Что касается лица, то оно вовсе не стало таким же темным, как у мулатов, чего можно было бы ожидать от человека, не слишком оберегавшего его от солнца, ветра и дождя и жившего в девяти или десяти градусах от экватора. Одно время борода у меня выросла до четверти ярда в длину, но поскольку в моем распоряжении оказалось достаточно ножниц и бритв, то я подстриг ее довольно коротко, оставив растительность только на верхней губе и придав ей форму огромных усов, какие носят мусульмане и какие я видел у турок в Сале. Турки носили усы, а мавры — нет. Об этих усах, точнее, усищах, скажу только то, что длина у них была поистине невероятной, — ну, не такой, конечно, чтобы повесить на них шапку, но все же достаточной, чтобы произвести переполох в Англии.
Но все это сказано так, между прочим. Что до моей внешности, то на острове не было никого, кто мог бы полюбоваться ею, следовательно, я больше не стану распространяться на эту тему. В описанном наряде я отправился в новое путешествие, продолжавшееся дней пять или шесть. Сначала я прошел вдоль берега прямо к тому холму, на котором бывал и прежде. Взглянув на выдававшуюся в море каменистую косу, я удивился, увидев совершенно спокойное, ровное море. Ни воли, ни ряби, ни течения, везде все казалось совершенно одинаковым. На самом деле, не было видно даже самих черных скал. Каким-то образом я решил, что в отведенные ему три ночи зверь так радостно носился именно по этой причине, то есть потому, что в море не наблюдалось никакого движения. Хотя я редко испытывал чувство тревоги, тогда на меня снизошло величайшее спокойствие, и не только на меня, но и на весь остров. Прошло еще два года, и мы со зверем были совершенно довольны нашей жизнью на нем.
А теперь я подхожу к переменам, случившимся в моей жизни.
Однажды, примерно через неделю после последней ночи полнолуния, я неожиданно обнаружил на берегу оставленный на песке четкий отпечаток босой человеческой ноги.

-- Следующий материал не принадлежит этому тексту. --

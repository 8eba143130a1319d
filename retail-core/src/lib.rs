pub mod calculations;
pub mod input;
pub mod inventory;
pub mod models;
pub mod search;
pub mod session;

pub use inventory::{Inventory, InventoryError};
pub use models::*;
pub use search::{Searchable, filter_by_search};
pub use session::{CartItem, CheckoutError, CheckoutSession};
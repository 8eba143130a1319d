//! Report rendering for the `retail-pos` subcommands.
//!
//! Each renderer takes data that is already loaded and returns the text to
//! print, so the reports can be tested without touching the filesystem.

use std::fmt::Write;

use retail_core::calculations::{PurchaseOrderLine, compute_order_total};
use retail_core::{CheckoutSession, Inventory, StoreSettings};
use rust_decimal::Decimal;
use tracing::warn;

use crate::format::{format_currency, format_percent};

/// Renders cart totals, and change due when an amount was tendered.
///
/// Tax is charged at the store's configured rate.
pub fn render_quote(
    settings: &StoreSettings,
    session: &CheckoutSession,
) -> String {
    let symbol = settings.currency_symbol();
    let money = |amount: Decimal| format_currency(amount, symbol);
    let totals = session.totals(settings.tax_rate()).rounded();

    let mut out = String::new();
    let _ = writeln!(out, "{}", settings.name);
    let _ = writeln!(out, "Quote");
    let _ = writeln!(out);

    for item in session.items() {
        let _ = writeln!(
            out,
            "{:<16} {:<32} {:>4} x {:>12} {:>14}",
            item.sku,
            item.name,
            item.quantity(),
            money(item.unit_price()),
            money(item.line_total()),
        );
    }
    if session.is_empty() {
        let _ = writeln!(out, "(cart is empty)");
    }

    let _ = writeln!(out);
    let _ = writeln!(out, "{:<24} {:>14}", "Subtotal:", money(totals.subtotal));
    if session.discount_percent() > Decimal::ZERO {
        let label = format!("Discount ({}):", format_percent(session.discount_percent()));
        let _ = writeln!(out, "{:<24} {:>14}", label, money(-totals.discount_amount));
    }
    let tax_label = format!("Tax ({}):", format_percent(settings.tax_rate_percent));
    let _ = writeln!(out, "{:<24} {:>14}", tax_label, money(totals.tax_amount));
    let _ = writeln!(out, "{:<24} {:>14}", "Total:", money(totals.total));

    if let (Some(tendered), Some(change)) =
        (session.amount_tendered(), session.change_due(settings.tax_rate()))
    {
        let _ = writeln!(out, "{:<24} {:>14}", "Tendered:", money(tendered));
        if change < Decimal::ZERO {
            warn!(total = %totals.total, %tendered, "tendered amount does not cover the total");
            let _ = writeln!(out, "{:<24} {:>14}", "Insufficient payment:", money(-change));
        } else {
            let _ = writeln!(out, "{:<24} {:>14}", "Change due:", money(change));
        }
    }

    out
}

/// Renders each purchase order line and the order total.
pub fn render_order_total(
    settings: &StoreSettings,
    lines: &[PurchaseOrderLine],
) -> String {
    let symbol = settings.currency_symbol();

    let mut out = String::new();
    for line in lines {
        let _ = writeln!(
            out,
            "{:<32} {:>6} x {:>12} {:>14}",
            line.product(),
            line.quantity_ordered(),
            format_currency(line.unit_cost(), symbol),
            format_currency(line.line_total(), symbol),
        );
    }
    let _ = writeln!(
        out,
        "{:<32} {:>36}",
        "Order total:",
        format_currency(compute_order_total(lines), symbol)
    );
    out
}

/// Renders the low-stock report followed by the inventory value.
pub fn render_stock(
    settings: &StoreSettings,
    inventory: &Inventory,
) -> String {
    let low = inventory.low_stock();

    let mut out = String::new();
    if low.is_empty() {
        let _ = writeln!(out, "All {} products are in stock.", inventory.products().len());
    } else {
        let _ = writeln!(out, "Low stock ({} of {} products)", low.len(), inventory.products().len());
        for product in low {
            let _ = writeln!(
                out,
                "{:<16} {:<32} {:>5} on hand (min {:>3})  {}",
                product.sku,
                product.name,
                product.quantity,
                product.min_stock,
                product.stock_status().label(),
            );
        }
    }
    let _ = writeln!(out);
    let _ = writeln!(
        out,
        "Inventory value: {}",
        format_currency(inventory.inventory_value(), settings.currency_symbol())
    );
    out
}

Я стоял, словно громом пораженный, или как человек, увидевший привидение. Я прислушался, оглянулся по сторонам, но ничего не услышал и ничего не увидел. Тогда я прошелся взад-вперед по берегу, чтобы посмотреть, нет ли где других следов, но отпечаток был всего один. Я вновь направился к нему, чтобы убедиться в том, что он мне не померещился. Между тем никаких сомнений быть не могло: на песке действительно запечатлелся четкий след ноги, с растопыренными пальцами, пяткой, со всеми прочими деталями. Не зная, что подумать, совершенно сбитый с толку и вне себя от страха, я вернулся в свой обнесенный оградой дом, оглядываясь назад через каждые два-три шага, принимая каждый далекий куст, пень или дерево за человека. Невозможно описать, сколько самых ужасных диких картин нарисовало мне воображение и какие фантазии обуревали меня по дороге.
Подойдя к своей крепости (так я стал называть дом после этого события), я стремительно юркнул в нее, как будто бы за мной гнались. Не помню, воспользовался я перелазом или же вошел через пробитую в обрыве дыру, которую я величал дверью. Не мог я вспомнить и того, что происходило на следующее утро. Даже перепуганный заяц, несущийся сломя голову, чтобы спрятаться в норе, не мог бы пребывать в более смятенном состоянии, чем я, когда бежал к своему убежищу.